Although I stated God remained silent, I must humorously recount His visible encouragements along the way. As we were leaving the condominium in Florida, I peered out at the ocean one last time from our seventh story balcony, and there looking out with me perched a white dove on the railing. He remained long enough to turn and make eye contact with me and then took wing. I don’t know if he had taken shelter there all night to escape the tropical storm, but he definitely was there for me to see and receive a message from – one heaven-sent. Several weeks later, while in an interdisciplinary meeting at work, facing the windows along one wall of the boardroom I noticed a white dove. There outside those seventh story windows flying in apparent slow motion another white dove carried a message to me. Highlighted against the cobalt blue sky, He took my breath away. The timing could not have been more perfect, for just prior I was thinking to myself, “I’m really enjoying this meeting, the team’s approach, and the education I’m being provided here.” On yet another morning, the first I set out on my own, a white dove flew alongside my car just outside the passenger window for several car lengths and then disappeared heavenward. Three doves, appearing through glass “dimly”, two outside seventh story windows – coincidence? – I don’t think so!!

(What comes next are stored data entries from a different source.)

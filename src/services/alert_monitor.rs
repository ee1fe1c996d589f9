use std::{collections::HashMap, time::Duration};

use chrono::Utc;
use parking_lot::Mutex;
use serde::Serialize;
use tokio::{task::JoinHandle, time};

use crate::{
    engine::AlertEngine,
    models::{Alert, PriceMap, PriceSample},
    services::{
        alert_store::AlertStore,
        evaluator::{evaluate, TriggerDecision},
        notifications::NotificationSink,
        price_fetcher::PriceFetcher,
    },
};

/// Result of one evaluation pass over a snapshot.
#[derive(Debug, Default, Clone, Serialize)]
pub struct CheckOutcome {
    pub checked: usize,
    pub triggered: Vec<Alert>,
    /// Alerts left active because the watched side had no price.
    pub skipped: Vec<String>,
    /// Alerts left active because their price request failed.
    pub failed: Vec<String>,
}

#[derive(Clone, Copy)]
enum Lookup {
    Sample(PriceSample),
    NoData,
    Failed,
}

/// Runs the alert monitor on a fixed period until the task is aborted.
/// While there is nothing to check (no active alerts, or no storage consent)
/// the loop parks until the engine signals new work.
pub fn spawn_price_alert_monitor(engine: AlertEngine, period: Duration) -> JoinHandle<()> {
    tokio::spawn(async move {
        let mut interval = time::interval(period);
        interval.set_missed_tick_behavior(time::MissedTickBehavior::Delay);

        loop {
            if !engine.has_pending_work() {
                tracing::debug!("[alert-monitor] idle, waiting for alerts");
                engine.wait_for_work().await;
                continue;
            }

            interval.tick().await;

            let outcome = engine.check_alerts(None, None).await;
            if outcome.checked > 0 {
                tracing::debug!(
                    checked = outcome.checked,
                    triggered = outcome.triggered.len(),
                    skipped = outcome.skipped.len(),
                    failed = outcome.failed.len(),
                    "[alert-monitor] tick done"
                );
            }
        }
    })
}

/// Evaluates every alert of `snapshot` in order. Prices come from `prices`
/// when it has the item, otherwise from `fetcher` (once per item per pass).
///
/// Failure isolation is per item: a failed request marks every alert on that
/// item as failed for this pass and leaves the other items untouched.
pub(crate) async fn evaluate_snapshot(
    store: &Mutex<AlertStore>,
    fetcher: &dyn PriceFetcher,
    notifier: &dyn NotificationSink,
    snapshot: Vec<Alert>,
    prices: Option<&PriceMap>,
) -> CheckOutcome {
    let mut outcome = CheckOutcome {
        checked: snapshot.len(),
        ..Default::default()
    };
    let mut fetched: HashMap<u32, Lookup> = HashMap::new();

    for alert in snapshot {
        let lookup = match prices.and_then(|p| p.get(&alert.item_id)) {
            Some(sample) => Lookup::Sample(*sample),
            None => match fetched.get(&alert.item_id) {
                Some(cached) => *cached,
                None => {
                    let res = fetch_lookup(fetcher, alert.item_id).await;
                    fetched.insert(alert.item_id, res);
                    res
                }
            },
        };

        let sample = match lookup {
            Lookup::Sample(sample) => sample,
            Lookup::NoData => {
                outcome.skipped.push(alert.id);
                continue;
            }
            Lookup::Failed => {
                outcome.failed.push(alert.id);
                continue;
            }
        };

        match evaluate(&alert, &sample, Utc::now().timestamp_millis()) {
            TriggerDecision::NoTrigger => {}
            TriggerDecision::Skip => outcome.skipped.push(alert.id),
            TriggerDecision::Trigger {
                captured_price,
                captured_at,
            } => {
                // the alert may have been removed or fired while we awaited
                let updated = store
                    .lock()
                    .mark_triggered(&alert.id, captured_price, captured_at);

                if let Some(updated) = updated {
                    notifier.notify(&updated);
                    outcome.triggered.push(updated);
                }
            }
        }
    }

    outcome
}

async fn fetch_lookup(fetcher: &dyn PriceFetcher, item_id: u32) -> Lookup {
    match fetcher.fetch_price(item_id).await {
        Ok(Some(sample)) => Lookup::Sample(sample),
        Ok(None) => Lookup::NoData,
        Err(e) => {
            tracing::warn!(item_id, "[alert-monitor] price fetch failed: {}", e);
            Lookup::Failed
        }
    }
}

Finally, on the morning I received God’s peace from heaven concerning my job while driving on a country road outside Mexia, He sent as a seal a virtual sea of butterflies to accompany me on the journey home. I lost count of the butterflies (and plump dragonflies) I saw on this forty mile stretch of road through field after field of scorched pasture. Not one flew into my windshield, but in turn they flew as companions, winged messengers of hope and new life. Autumn orange against sleeping fields of faded gold, God used them to reassure me of the new season He has begun with me, a season of harvesting and of investing carefree into the lives of many – including my grandson.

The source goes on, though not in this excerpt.